Self-reorganization and Information Transfer in Massive Schools of Fish
Haotian Hang, Chenchen Huang, Alex Barnett, Eva Kanso

TL;DR
This study uses computational models to explore how large schools of fish maintain cohesion and responsiveness, revealing that flow interactions influence group stability, information transfer, and size regulation.
Contribution
It demonstrates that scale-free correlations and flow interactions affect group cohesion and information transfer in massive fish schools, providing insights into collective animal behavior.
Findings
Spatial correlations are scale free in cohesive clusters.
Fragmentation reduces correlation length and responsiveness.
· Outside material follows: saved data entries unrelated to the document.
//! Single-line session records that let a later run pick up where one ended.

use serde::{Deserialize, Serialize};
use thiserror::Error;
use wave_arena_core::{Progress, WaveNumber};

const RECORD_DOMAIN: &str = "wave-arena";
const RECORD_VERSION: &str = "v1";
const FIELD_DELIMITER: char = ':';

/// Progress and wave reached by a finished session.
#[derive(Clone, Copy, Debug, PartialEq, Eq, Serialize, Deserialize)]
pub(crate) struct SessionRecord {
    /// Waves cleared across all sessions.
    pub(crate) progress: Progress,
    /// Wave the session ended on.
    pub(crate) wave: WaveNumber,
}

impl SessionRecord {
    /// Encodes the record as `wave-arena:v1:<json>`.
    pub(crate) fn encode(&self) -> Result<String, SessionFileError> {
        let json = serde_json::to_string(self).map_err(SessionFileError::InvalidPayload)?;
        Ok(format!("{RECORD_DOMAIN}:{RECORD_VERSION}:{json}"))
    }

    /// Decodes a record previously produced by [`SessionRecord::encode`].
    pub(crate) fn decode(value: &str) -> Result<Self, SessionFileError> {
        let trimmed = value.trim();
        if trimmed.is_empty() {
            return Err(SessionFileError::EmptyRecord);
        }

        let mut parts = trimmed.splitn(3, FIELD_DELIMITER);
        let domain = parts.next().ok_or(SessionFileError::MissingVersion)?;
        let version = parts.next().ok_or(SessionFileError::MissingVersion)?;
        let payload = parts.next().ok_or(SessionFileError::MissingPayload)?;

        if domain != RECORD_DOMAIN {
            return Err(SessionFileError::InvalidPrefix(domain.to_owned()));
        }
        if version != RECORD_VERSION {
            return Err(SessionFileError::UnsupportedVersion(version.to_owned()));
        }

        let record: Self =
            serde_json::from_str(payload).map_err(SessionFileError::InvalidPayload)?;
        if record.wave.get() == 0 {
            return Err(SessionFileError::ZeroWave);
        }
        Ok(record)
    }
}

/// Errors that can occur while reading or writing session records.
#[derive(Debug, Error)]
pub(crate) enum SessionFileError {
    /// The record was empty or contained only whitespace.
    #[error("session record was empty")]
    EmptyRecord,
    /// The record did not contain a version segment.
    #[error("session record is missing the version")]
    MissingVersion,
    /// The record did not contain a payload segment.
    #[error("session record is missing the payload")]
    MissingPayload,
    /// The record used an unexpected prefix.
    #[error("session prefix '{0}' is not supported")]
    InvalidPrefix(String),
    /// The record used an unsupported version identifier.
    #[error("session version '{0}' is not supported")]
    UnsupportedVersion(String),
    /// The payload could not be (de)serialised.
    #[error("could not parse session payload: {0}")]
    InvalidPayload(#[source] serde_json::Error),
    /// Waves are numbered from one.
    #[error("session record names wave 0")]
    ZeroWave,
}
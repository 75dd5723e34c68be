//! Entity records owned by the world.

use std::time::Duration;

use wave_arena_core::{
    BossPhase, EffectKind, EnemyId, EnemyProjectileKind, EnemySpawn, Movement, PlayerIndex,
    SpawnKind, Vec2, PLAYER_BOUNDS,
};

use crate::{config::ParticipantConfig, tuning};

/// Damage over time applied by special boss shots.
#[derive(Clone, Copy, Debug, PartialEq)]
pub(crate) struct Bleed {
    pub(crate) dps: f32,
    pub(crate) remaining: Duration,
}

/// Extra fire cooldown applied by special boss shots.
#[derive(Clone, Copy, Debug, PartialEq)]
pub(crate) struct CooldownPenalty {
    pub(crate) amount: Duration,
    pub(crate) remaining: Duration,
}

/// Debuffs carried by an enemy projectile.
#[derive(Clone, Copy, Debug, PartialEq)]
pub(crate) struct Payload {
    pub(crate) bleed: Bleed,
    pub(crate) penalty: CooldownPenalty,
}

impl Payload {
    pub(crate) const SPECIAL: Self = Self {
        bleed: Bleed {
            dps: tuning::BLEED_DPS,
            remaining: tuning::BLEED_DURATION,
        },
        penalty: CooldownPenalty {
            amount: tuning::COOLDOWN_PENALTY,
            remaining: tuning::COOLDOWN_PENALTY_DURATION,
        },
    };
}

#[derive(Clone, Debug)]
pub(crate) struct Player {
    pub(crate) index: PlayerIndex,
    pub(crate) name: String,
    pub(crate) position: Vec2,
    pub(crate) movement: Movement,
    pub(crate) fire_timer: Duration,
    pub(crate) hp: f32,
    pub(crate) max_hp: f32,
    pub(crate) weapon_power: f32,
    pub(crate) ultimate_charge: u32,
    pub(crate) ultimate_remaining: Option<Duration>,
    pub(crate) bleed: Option<Bleed>,
    pub(crate) penalty: Option<CooldownPenalty>,
}

impl Player {
    pub(crate) fn from_config(index: PlayerIndex, position: Vec2, config: &ParticipantConfig) -> Self {
        Self {
            index,
            name: config.name.clone(),
            position: PLAYER_BOUNDS.clamp(position),
            movement: Movement::IDLE,
            fire_timer: Duration::ZERO,
            hp: config.starting_hp(),
            max_hp: config.max_hp,
            weapon_power: config.weapon_power,
            ultimate_charge: 0,
            ultimate_remaining: None,
            bleed: None,
            penalty: None,
        }
    }

    /// Downed players stay in the roster but take no further part in combat.
    pub(crate) fn is_alive(&self) -> bool {
        self.hp > 0.0
    }

    pub(crate) fn take_damage(&mut self, amount: f32) {
        self.hp = (self.hp - amount).max(0.0);
    }

    pub(crate) fn heal(&mut self, amount: f32) {
        self.hp = (self.hp + amount).min(self.max_hp);
    }

    pub(crate) fn add_ultimate_charge(&mut self, amount: u32) {
        self.ultimate_charge = self
            .ultimate_charge
            .saturating_add(amount)
            .min(tuning::ULTIMATE_MAX);
    }

    pub(crate) fn fire_cooldown(&self) -> Duration {
        let penalty = self.penalty.map_or(Duration::ZERO, |penalty| penalty.amount);
        tuning::FIRE_COOLDOWN.saturating_add(penalty)
    }

    /// Applies a debuff payload, keeping whichever remaining time is longer.
    pub(crate) fn apply_payload(&mut self, payload: Payload) {
        self.bleed = Some(match self.bleed {
            Some(current) => Bleed {
                dps: payload.bleed.dps,
                remaining: current.remaining.max(payload.bleed.remaining),
            },
            None => payload.bleed,
        });
        self.penalty = Some(match self.penalty {
            Some(current) => CooldownPenalty {
                amount: payload.penalty.amount,
                remaining: current.remaining.max(payload.penalty.remaining),
            },
            None => payload.penalty,
        });
    }

    /// Advances the cooldown, ultimate and debuff timers by `dt`.
    pub(crate) fn advance_timers(&mut self, dt: Duration) {
        self.fire_timer = self.fire_timer.saturating_sub(dt);

        if let Some(remaining) = self.ultimate_remaining {
            let remaining = remaining.saturating_sub(dt);
            self.ultimate_remaining = (!remaining.is_zero()).then_some(remaining);
        }

        if let Some(bleed) = self.bleed.as_mut() {
            let hp = (self.hp - bleed.dps * dt.as_secs_f32()).max(0.0);
            self.hp = hp;
            bleed.remaining = bleed.remaining.saturating_sub(dt);
            if bleed.remaining.is_zero() {
                self.bleed = None;
            }
        }

        if let Some(penalty) = self.penalty.as_mut() {
            penalty.remaining = penalty.remaining.saturating_sub(dt);
            if penalty.remaining.is_zero() {
                self.penalty = None;
            }
        }
    }
}

#[derive(Clone, Copy, Debug, PartialEq)]
pub(crate) struct BossState {
    pub(crate) phase: BossPhase,
    pub(crate) summon_timer: Option<Duration>,
    pub(crate) special_timer: Duration,
}

#[derive(Clone, Copy, Debug, PartialEq)]
pub(crate) enum EnemyKind {
    Regular,
    Boss(BossState),
}

#[derive(Clone, Debug)]
pub(crate) struct Enemy {
    pub(crate) id: EnemyId,
    pub(crate) position: Vec2,
    pub(crate) velocity: Vec2,
    pub(crate) speed: f32,
    pub(crate) hp: i32,
    pub(crate) max_hp: i32,
    pub(crate) fire_timer: Duration,
    pub(crate) kind: EnemyKind,
}

impl Enemy {
    pub(crate) fn from_spawn(id: EnemyId, spawn: &EnemySpawn) -> Self {
        let kind = match spawn.kind {
            SpawnKind::Regular => EnemyKind::Regular,
            SpawnKind::Boss {
                summon_delay,
                special_delay,
            } => EnemyKind::Boss(BossState {
                phase: BossPhase::First,
                summon_timer: Some(summon_delay),
                special_timer: special_delay,
            }),
        };
        Self {
            id,
            position: spawn.position,
            velocity: spawn.velocity,
            speed: spawn.speed,
            hp: spawn.hp,
            max_hp: spawn.hp.max(1),
            fire_timer: spawn.fire_delay,
            kind,
        }
    }

    pub(crate) fn boss_phase(&self) -> Option<BossPhase> {
        match self.kind {
            EnemyKind::Regular => None,
            EnemyKind::Boss(state) => Some(state.phase),
        }
    }

    pub(crate) fn is_boss(&self) -> bool {
        matches!(self.kind, EnemyKind::Boss(_))
    }
}

#[derive(Clone, Debug)]
pub(crate) struct Projectile {
    pub(crate) position: Vec2,
    pub(crate) direction: Vec2,
    pub(crate) speed: f32,
    pub(crate) target: Option<EnemyId>,
    pub(crate) owner: PlayerIndex,
    pub(crate) ultimate: bool,
}

#[derive(Clone, Debug)]
pub(crate) struct EnemyProjectile {
    pub(crate) position: Vec2,
    pub(crate) direction: Vec2,
    pub(crate) speed: f32,
    pub(crate) kind: EnemyProjectileKind,
    pub(crate) homing: Duration,
    pub(crate) payload: Option<Payload>,
}

impl EnemyProjectile {
    pub(crate) fn damage(&self) -> f32 {
        match self.kind {
            EnemyProjectileKind::Regular => tuning::REGULAR_SHOT_DAMAGE,
            EnemyProjectileKind::Boss | EnemyProjectileKind::Special => tuning::HEAVY_SHOT_DAMAGE,
        }
    }
}

#[derive(Clone, Debug)]
pub(crate) struct VisualEffect {
    pub(crate) kind: EffectKind,
    pub(crate) position: Vec2,
    pub(crate) remaining: Duration,
    pub(crate) radius: f32,
}

impl VisualEffect {
    pub(crate) fn explosion(position: Vec2) -> Self {
        Self {
            kind: EffectKind::Explosion,
            position,
            remaining: tuning::EXPLOSION_DURATION,
            radius: tuning::EXPLOSION_RADIUS,
        }
    }
}
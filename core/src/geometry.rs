//! Planar helpers shared by the simulator and the pure systems.
//!
//! Every normalization in the engine goes through [`normalize_or_fallback`]
//! so that a caller-supplied `dt`, coincident entities or a zero velocity can
//! never produce a division by zero.

use glam::Vec2;

/// Axis-aligned rectangle expressed in world units.
#[derive(Clone, Copy, Debug, PartialEq)]
pub struct Bounds {
    min: Vec2,
    max: Vec2,
}

impl Bounds {
    /// Creates a rectangle spanning the provided inclusive corners.
    #[must_use]
    pub const fn new(min_x: f32, min_y: f32, max_x: f32, max_y: f32) -> Self {
        Self {
            min: Vec2::new(min_x, min_y),
            max: Vec2::new(max_x, max_y),
        }
    }

    /// Upper-left corner of the rectangle.
    #[must_use]
    pub const fn min(&self) -> Vec2 {
        self.min
    }

    /// Lower-right corner of the rectangle.
    #[must_use]
    pub const fn max(&self) -> Vec2 {
        self.max
    }

    /// Reports whether the point lies inside the rectangle, edges included.
    #[must_use]
    pub fn contains(&self, point: Vec2) -> bool {
        point.x >= self.min.x
            && point.x <= self.max.x
            && point.y >= self.min.y
            && point.y <= self.max.y
    }

    /// Pulls the point onto the closest location inside the rectangle.
    #[must_use]
    pub fn clamp(&self, point: Vec2) -> Vec2 {
        Vec2::new(
            point.x.clamp(self.min.x, self.max.x),
            point.y.clamp(self.min.y, self.max.y),
        )
    }
}

/// Scales the vector to unit length, dividing by 1.0 when its magnitude is zero.
#[must_use]
pub fn normalize_or_fallback(vector: Vec2) -> Vec2 {
    let length = vector.length();
    if length > 0.0 {
        vector / length
    } else {
        vector
    }
}

/// Unit vector pointing from `from` toward `to`.
#[must_use]
pub fn direction_between(from: Vec2, to: Vec2) -> Vec2 {
    normalize_or_fallback(to - from)
}

/// Bearing in radians of `to` as seen from `from`.
#[must_use]
pub fn bearing(from: Vec2, to: Vec2) -> f32 {
    let delta = to - from;
    delta.y.atan2(delta.x)
}

/// Blends the current heading toward the desired heading and renormalizes.
///
/// This is a linear interpolation of unit vectors rather than a true angular
/// turn. `strength` is the per-frame blend factor (turn rate × dt), clamped
/// to `[0, 1]` so long frames cannot overshoot the desired heading.
#[must_use]
pub fn steer_towards(current: Vec2, desired: Vec2, strength: f32) -> Vec2 {
    let current = normalize_or_fallback(current);
    let strength = strength.clamp(0.0, 1.0);
    normalize_or_fallback(current + (desired - current) * strength)
}

/// Index of the point closest to `origin`, preferring the earliest on ties.
#[must_use]
pub fn nearest_index<I>(origin: Vec2, points: I) -> Option<usize>
where
    I: IntoIterator<Item = Vec2>,
{
    let mut best: Option<(usize, f32)> = None;
    for (index, point) in points.into_iter().enumerate() {
        let distance_sq = origin.distance_squared(point);
        match best {
            Some((_, best_sq)) if distance_sq >= best_sq => {}
            _ => best = Some((index, distance_sq)),
        }
    }
    best.map(|(index, _)| index)
}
Information propagates linearly during collective turns.
Abstract
The remarkable cohesion and coordination observed in moving animal groups and their collective responsiveness to threats are thought to be mediated by scale-free correlations, where changes in the behavior of one animal influence others in the group, regardless of the distance between them. But are these features independent of group size? Here, we investigate group cohesiveness and collective responsiveness in computational models of massive schools of fish of up to 50,000 individuals. We show that as the number of swimmers increases, flow interactions destabilize the school, creating clusters that constantly fragment, disperse, and regroup, similar to their biological counterparts. We calculate the spatial correlation and speed of information propagation in these dynamic clusters. Spatial correlations in cohesive and polarized clusters are indeed scale free, much like in natural…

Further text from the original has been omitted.